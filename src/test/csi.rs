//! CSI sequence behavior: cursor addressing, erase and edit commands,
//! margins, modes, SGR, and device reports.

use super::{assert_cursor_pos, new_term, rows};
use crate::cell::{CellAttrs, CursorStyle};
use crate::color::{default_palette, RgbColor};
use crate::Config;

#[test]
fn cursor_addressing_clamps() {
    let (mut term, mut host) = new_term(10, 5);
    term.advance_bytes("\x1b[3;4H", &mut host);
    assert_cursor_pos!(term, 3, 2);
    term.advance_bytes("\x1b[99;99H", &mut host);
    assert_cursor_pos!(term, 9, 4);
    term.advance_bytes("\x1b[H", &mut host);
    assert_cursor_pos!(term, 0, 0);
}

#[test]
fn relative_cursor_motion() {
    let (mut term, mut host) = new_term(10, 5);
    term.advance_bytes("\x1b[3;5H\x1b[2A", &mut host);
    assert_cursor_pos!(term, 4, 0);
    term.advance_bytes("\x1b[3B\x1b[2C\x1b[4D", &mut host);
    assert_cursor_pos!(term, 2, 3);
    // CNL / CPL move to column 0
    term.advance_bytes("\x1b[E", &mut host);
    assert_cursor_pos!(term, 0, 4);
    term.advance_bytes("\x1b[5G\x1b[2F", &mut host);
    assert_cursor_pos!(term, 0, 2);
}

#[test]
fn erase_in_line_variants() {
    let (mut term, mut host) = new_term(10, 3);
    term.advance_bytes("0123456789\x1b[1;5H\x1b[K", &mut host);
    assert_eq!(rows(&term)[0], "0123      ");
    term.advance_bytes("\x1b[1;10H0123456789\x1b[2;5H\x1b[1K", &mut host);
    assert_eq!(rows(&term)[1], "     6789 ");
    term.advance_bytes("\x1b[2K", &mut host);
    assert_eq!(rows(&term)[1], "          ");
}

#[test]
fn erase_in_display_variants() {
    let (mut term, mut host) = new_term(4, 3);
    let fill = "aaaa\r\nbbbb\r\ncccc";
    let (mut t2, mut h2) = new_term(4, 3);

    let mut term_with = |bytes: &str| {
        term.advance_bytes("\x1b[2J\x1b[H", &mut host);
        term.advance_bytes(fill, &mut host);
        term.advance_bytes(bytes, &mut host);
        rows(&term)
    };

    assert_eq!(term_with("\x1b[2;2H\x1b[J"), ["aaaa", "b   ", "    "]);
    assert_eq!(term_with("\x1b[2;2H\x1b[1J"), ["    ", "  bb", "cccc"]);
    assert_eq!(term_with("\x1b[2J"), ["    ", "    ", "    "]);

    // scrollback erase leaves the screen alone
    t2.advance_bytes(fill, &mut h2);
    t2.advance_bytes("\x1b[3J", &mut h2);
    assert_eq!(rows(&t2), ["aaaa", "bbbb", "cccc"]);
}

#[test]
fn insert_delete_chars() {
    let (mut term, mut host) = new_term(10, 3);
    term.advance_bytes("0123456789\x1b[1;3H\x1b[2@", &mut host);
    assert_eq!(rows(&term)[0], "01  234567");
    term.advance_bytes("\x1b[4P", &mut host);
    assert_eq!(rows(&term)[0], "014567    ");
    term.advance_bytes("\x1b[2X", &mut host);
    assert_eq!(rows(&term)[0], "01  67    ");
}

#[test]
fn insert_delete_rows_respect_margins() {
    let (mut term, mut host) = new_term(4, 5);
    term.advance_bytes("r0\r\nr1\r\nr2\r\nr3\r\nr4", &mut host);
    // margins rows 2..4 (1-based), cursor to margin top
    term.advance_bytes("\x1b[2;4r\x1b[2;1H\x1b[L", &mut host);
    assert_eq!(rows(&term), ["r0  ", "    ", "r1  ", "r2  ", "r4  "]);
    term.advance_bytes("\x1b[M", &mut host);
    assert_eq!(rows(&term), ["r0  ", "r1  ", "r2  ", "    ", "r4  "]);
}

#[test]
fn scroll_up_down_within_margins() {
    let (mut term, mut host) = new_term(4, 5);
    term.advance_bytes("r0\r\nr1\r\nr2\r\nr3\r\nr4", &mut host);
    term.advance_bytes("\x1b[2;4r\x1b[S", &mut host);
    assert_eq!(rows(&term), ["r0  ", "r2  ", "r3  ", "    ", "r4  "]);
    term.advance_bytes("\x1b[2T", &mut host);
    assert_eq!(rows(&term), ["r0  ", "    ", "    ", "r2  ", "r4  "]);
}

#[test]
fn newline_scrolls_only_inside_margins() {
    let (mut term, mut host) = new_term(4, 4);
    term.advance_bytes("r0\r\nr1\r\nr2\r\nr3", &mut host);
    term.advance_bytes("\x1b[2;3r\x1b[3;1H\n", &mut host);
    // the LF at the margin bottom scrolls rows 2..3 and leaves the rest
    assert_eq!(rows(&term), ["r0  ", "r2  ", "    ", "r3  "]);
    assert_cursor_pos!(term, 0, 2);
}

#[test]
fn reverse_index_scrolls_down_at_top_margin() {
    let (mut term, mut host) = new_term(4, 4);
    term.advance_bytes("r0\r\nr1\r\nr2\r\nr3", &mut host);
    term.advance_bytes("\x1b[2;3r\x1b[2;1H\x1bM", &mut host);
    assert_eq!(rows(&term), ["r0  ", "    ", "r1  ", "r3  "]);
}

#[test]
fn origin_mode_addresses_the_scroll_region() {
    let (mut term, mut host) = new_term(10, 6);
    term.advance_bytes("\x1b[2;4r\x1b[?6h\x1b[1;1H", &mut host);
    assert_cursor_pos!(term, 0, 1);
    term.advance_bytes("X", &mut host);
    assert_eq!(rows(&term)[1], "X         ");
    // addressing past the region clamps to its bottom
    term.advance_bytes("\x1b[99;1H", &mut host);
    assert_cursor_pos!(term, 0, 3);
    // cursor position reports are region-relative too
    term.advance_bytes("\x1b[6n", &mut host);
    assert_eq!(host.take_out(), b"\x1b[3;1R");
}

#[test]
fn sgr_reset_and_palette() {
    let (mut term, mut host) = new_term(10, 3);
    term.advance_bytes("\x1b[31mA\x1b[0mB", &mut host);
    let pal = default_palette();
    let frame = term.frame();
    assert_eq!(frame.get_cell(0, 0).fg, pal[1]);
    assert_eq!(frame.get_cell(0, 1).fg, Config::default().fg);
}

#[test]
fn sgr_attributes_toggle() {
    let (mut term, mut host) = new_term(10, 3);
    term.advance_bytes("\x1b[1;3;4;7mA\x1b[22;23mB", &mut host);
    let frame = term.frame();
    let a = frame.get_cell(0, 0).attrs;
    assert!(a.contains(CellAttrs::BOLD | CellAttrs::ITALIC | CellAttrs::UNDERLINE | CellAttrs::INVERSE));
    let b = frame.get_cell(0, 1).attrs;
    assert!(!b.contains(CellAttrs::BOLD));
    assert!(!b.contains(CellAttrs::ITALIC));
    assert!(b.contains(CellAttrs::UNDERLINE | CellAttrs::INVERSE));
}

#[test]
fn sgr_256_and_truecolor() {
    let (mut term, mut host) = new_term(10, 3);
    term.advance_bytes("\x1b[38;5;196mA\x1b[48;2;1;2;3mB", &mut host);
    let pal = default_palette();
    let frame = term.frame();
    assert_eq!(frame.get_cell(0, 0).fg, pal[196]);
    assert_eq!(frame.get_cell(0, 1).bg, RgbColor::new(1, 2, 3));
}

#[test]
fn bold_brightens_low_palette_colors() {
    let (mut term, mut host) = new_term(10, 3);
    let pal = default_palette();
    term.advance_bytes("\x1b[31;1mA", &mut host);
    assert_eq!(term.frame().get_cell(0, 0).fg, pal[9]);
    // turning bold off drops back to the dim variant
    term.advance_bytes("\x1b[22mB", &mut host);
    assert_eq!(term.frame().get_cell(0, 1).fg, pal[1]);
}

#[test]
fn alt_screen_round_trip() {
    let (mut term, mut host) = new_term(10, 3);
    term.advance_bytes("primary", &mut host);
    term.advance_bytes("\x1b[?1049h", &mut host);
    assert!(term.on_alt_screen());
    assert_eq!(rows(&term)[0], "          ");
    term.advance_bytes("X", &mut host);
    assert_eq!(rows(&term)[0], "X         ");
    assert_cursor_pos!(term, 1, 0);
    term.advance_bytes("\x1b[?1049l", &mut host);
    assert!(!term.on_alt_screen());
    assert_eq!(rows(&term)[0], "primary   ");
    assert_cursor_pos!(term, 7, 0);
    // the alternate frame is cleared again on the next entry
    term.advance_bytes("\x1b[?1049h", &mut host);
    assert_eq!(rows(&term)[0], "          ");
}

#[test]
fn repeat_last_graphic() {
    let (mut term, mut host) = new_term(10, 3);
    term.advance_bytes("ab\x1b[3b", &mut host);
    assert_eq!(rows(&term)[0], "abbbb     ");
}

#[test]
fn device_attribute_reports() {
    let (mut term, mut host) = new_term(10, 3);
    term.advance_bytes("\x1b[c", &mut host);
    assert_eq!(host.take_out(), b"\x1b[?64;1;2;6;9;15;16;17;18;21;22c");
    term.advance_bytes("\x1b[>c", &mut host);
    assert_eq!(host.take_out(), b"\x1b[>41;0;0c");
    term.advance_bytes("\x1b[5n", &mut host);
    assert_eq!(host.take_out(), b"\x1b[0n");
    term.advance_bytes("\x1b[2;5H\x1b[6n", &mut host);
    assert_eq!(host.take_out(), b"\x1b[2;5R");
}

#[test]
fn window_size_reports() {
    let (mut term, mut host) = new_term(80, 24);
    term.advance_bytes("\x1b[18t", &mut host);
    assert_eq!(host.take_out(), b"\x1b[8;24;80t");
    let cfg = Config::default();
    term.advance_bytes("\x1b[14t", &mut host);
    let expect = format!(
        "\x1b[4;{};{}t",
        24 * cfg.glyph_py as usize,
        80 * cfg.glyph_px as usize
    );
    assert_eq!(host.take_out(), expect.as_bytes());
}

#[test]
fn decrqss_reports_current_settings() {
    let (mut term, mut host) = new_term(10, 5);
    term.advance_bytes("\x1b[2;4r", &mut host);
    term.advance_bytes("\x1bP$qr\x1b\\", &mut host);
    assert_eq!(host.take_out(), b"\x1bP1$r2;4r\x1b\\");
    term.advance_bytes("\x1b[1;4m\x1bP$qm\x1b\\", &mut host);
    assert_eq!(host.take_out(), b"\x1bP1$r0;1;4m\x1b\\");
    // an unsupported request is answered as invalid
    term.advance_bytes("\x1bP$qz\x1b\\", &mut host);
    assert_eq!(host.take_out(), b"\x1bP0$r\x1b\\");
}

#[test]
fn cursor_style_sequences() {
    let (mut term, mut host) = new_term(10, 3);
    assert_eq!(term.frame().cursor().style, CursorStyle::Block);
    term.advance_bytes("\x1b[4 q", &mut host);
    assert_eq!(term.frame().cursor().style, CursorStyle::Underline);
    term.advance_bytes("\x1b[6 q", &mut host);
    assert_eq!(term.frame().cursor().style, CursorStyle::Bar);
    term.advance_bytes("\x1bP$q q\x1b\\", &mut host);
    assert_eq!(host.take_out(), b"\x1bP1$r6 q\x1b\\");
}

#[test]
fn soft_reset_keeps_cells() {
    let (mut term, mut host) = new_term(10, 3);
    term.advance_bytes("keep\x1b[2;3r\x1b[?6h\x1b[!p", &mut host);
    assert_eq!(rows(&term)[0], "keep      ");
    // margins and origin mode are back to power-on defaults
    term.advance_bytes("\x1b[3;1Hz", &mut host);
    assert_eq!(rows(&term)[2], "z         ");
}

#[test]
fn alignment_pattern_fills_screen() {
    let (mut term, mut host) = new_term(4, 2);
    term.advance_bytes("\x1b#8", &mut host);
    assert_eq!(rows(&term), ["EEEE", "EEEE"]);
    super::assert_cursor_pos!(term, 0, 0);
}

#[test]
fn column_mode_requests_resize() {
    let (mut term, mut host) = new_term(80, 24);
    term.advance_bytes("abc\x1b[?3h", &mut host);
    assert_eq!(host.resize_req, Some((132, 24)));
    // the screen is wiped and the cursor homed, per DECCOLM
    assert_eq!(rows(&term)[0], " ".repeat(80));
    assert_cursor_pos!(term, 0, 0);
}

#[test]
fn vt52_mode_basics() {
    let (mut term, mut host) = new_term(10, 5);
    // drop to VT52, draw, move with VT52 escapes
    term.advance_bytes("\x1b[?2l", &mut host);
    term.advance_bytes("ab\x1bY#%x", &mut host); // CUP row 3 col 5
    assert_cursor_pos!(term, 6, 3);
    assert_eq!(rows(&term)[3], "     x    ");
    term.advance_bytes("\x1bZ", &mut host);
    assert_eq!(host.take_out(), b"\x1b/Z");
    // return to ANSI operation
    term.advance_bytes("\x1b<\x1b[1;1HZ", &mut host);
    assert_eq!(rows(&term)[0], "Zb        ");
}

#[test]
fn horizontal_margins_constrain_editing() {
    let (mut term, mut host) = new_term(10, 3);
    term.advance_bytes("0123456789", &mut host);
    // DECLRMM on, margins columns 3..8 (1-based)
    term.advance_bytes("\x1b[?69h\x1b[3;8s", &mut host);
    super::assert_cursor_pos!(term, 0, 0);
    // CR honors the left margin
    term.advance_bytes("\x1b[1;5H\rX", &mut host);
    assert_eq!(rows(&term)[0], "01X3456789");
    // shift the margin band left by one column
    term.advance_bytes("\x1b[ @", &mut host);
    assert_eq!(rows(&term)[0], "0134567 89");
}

────────────────────

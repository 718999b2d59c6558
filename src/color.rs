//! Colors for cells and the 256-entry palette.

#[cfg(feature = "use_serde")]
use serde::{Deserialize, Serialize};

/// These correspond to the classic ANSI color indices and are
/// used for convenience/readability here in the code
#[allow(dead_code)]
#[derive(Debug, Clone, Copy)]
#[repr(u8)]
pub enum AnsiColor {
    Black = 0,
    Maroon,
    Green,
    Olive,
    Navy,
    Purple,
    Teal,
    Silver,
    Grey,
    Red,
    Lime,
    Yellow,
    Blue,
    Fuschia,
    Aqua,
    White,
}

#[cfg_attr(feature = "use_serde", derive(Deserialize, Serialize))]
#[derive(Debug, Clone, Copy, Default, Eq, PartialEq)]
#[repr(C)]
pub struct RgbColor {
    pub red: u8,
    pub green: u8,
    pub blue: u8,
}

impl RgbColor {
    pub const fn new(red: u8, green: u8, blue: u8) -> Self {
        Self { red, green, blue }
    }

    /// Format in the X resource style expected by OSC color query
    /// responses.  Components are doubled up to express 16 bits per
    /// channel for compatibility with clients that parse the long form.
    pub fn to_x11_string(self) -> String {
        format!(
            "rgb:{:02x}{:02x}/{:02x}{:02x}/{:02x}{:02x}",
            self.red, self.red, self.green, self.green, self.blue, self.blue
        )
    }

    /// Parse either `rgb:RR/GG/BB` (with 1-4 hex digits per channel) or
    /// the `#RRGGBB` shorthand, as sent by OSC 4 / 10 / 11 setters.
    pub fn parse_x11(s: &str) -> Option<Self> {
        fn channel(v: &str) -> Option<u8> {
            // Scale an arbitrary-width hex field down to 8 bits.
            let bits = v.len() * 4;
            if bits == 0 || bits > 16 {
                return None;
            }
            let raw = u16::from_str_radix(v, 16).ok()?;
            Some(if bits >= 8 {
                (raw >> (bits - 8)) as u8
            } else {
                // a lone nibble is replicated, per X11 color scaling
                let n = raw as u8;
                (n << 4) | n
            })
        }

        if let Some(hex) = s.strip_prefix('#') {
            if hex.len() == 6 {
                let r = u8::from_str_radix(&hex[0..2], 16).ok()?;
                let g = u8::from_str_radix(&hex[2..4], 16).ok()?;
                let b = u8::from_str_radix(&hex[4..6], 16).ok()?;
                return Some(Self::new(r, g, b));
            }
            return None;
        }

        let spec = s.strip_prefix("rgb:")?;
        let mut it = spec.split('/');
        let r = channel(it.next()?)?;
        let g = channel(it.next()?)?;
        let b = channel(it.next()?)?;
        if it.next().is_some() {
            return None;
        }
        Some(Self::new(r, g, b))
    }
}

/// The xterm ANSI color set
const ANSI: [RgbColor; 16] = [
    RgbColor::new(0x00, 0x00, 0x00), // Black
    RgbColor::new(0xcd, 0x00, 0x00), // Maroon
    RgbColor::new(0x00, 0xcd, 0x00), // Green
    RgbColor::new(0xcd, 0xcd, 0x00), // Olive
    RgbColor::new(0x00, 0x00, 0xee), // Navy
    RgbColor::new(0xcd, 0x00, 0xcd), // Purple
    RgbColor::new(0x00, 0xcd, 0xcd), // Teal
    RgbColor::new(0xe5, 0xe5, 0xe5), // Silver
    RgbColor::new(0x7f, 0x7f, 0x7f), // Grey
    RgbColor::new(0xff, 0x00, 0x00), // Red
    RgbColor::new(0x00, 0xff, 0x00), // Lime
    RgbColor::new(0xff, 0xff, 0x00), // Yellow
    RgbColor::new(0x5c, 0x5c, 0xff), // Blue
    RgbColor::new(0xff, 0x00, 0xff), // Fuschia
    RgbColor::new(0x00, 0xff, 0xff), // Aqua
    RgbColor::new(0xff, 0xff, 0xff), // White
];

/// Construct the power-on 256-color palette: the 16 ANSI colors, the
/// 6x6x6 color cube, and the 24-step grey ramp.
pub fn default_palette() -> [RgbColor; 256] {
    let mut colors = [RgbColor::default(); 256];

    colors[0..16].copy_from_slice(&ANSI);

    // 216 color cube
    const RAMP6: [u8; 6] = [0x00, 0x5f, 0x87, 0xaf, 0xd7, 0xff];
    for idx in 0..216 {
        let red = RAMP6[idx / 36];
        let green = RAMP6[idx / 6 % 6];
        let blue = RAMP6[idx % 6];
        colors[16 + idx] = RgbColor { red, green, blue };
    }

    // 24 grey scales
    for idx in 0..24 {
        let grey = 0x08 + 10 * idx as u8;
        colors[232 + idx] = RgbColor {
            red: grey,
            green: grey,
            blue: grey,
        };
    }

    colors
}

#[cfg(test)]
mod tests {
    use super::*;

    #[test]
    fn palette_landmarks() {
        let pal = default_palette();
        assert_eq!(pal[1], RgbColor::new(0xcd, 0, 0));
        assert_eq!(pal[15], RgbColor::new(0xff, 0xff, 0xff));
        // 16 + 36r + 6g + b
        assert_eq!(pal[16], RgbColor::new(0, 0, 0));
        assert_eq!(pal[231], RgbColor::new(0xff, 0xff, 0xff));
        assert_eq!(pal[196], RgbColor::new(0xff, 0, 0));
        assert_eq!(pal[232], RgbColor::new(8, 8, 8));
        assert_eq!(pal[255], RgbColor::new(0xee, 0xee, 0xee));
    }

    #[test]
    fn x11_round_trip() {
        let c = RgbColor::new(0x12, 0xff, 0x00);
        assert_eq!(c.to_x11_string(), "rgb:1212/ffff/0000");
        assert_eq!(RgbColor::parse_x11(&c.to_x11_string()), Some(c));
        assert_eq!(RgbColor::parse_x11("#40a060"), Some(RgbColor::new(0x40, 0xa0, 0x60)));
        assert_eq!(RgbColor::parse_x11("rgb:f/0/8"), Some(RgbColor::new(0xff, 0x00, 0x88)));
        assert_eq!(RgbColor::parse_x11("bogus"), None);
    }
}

────────────────────

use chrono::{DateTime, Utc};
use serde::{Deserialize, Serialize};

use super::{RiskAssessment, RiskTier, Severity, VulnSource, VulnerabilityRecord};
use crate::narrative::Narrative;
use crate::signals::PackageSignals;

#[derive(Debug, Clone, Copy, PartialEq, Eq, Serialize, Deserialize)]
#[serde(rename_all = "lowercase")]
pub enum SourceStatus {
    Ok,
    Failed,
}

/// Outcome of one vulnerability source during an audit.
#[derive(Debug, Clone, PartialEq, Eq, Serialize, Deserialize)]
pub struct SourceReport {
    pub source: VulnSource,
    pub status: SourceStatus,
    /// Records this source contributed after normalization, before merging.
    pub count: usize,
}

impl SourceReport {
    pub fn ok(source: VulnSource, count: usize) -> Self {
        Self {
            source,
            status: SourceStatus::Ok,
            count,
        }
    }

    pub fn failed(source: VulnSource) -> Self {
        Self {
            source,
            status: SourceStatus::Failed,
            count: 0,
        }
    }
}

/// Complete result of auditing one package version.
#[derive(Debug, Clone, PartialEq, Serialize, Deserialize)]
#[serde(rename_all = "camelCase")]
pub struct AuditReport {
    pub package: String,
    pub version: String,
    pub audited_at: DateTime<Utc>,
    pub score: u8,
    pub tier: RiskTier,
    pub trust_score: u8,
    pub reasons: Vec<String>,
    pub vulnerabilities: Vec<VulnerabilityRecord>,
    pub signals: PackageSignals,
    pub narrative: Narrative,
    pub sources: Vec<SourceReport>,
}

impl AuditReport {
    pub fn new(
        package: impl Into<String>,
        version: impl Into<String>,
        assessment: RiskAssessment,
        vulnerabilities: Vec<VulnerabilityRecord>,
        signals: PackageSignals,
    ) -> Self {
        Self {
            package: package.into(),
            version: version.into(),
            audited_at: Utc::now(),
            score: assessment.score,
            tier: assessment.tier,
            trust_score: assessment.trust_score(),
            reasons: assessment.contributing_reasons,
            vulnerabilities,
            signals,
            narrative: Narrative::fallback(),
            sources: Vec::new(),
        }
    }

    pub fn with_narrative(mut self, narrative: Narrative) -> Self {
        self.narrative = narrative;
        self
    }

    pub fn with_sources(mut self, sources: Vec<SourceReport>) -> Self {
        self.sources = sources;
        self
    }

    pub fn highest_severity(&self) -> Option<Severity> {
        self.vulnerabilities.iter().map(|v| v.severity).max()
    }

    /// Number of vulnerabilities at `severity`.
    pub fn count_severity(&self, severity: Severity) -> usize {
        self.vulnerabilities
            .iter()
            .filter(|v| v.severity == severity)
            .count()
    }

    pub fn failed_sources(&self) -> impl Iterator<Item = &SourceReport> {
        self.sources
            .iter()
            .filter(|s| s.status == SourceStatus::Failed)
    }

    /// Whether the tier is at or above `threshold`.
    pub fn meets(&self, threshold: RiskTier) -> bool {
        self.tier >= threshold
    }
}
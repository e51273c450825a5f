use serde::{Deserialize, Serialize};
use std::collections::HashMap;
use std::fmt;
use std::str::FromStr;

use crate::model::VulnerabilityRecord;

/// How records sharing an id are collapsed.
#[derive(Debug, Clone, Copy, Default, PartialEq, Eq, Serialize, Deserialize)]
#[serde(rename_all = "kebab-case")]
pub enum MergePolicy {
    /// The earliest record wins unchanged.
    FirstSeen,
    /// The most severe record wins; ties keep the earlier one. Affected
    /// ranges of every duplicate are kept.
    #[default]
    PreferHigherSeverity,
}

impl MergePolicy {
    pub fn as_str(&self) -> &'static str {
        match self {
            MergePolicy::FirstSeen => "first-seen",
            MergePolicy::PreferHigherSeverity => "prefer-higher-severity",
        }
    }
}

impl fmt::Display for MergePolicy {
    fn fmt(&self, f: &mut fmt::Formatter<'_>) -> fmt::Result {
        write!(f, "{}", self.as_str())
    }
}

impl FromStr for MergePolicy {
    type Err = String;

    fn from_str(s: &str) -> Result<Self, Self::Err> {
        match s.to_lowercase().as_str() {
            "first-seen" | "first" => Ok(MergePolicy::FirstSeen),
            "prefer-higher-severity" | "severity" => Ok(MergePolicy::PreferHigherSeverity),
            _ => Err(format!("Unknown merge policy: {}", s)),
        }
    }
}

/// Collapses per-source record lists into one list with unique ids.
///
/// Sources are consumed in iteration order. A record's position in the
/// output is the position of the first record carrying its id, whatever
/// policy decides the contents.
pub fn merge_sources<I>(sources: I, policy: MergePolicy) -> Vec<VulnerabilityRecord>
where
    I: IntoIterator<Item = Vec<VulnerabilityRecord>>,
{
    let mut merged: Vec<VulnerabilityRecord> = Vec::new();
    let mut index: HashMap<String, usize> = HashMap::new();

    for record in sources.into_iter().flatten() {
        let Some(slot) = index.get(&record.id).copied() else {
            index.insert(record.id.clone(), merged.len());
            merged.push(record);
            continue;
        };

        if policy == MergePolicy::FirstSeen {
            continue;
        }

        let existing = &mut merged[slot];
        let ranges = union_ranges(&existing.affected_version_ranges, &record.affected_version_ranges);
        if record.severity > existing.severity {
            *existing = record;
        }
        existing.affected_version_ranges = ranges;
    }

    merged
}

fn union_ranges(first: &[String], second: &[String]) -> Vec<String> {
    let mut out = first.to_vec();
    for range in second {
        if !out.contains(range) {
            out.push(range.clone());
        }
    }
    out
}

────────────────────

WORK ITEM
Among the lines above, find those carrying the word "super" and copy them out.

ANSWER AREA
use super::{assert_cursor_pos, new_term, rows};
    super::assert_cursor_pos!(term, 0, 0);
    super::assert_cursor_pos!(term, 0, 0);
    use super::*;
use super::{RiskAssessment, RiskTier, Severity, VulnSource, VulnerabilityRecord};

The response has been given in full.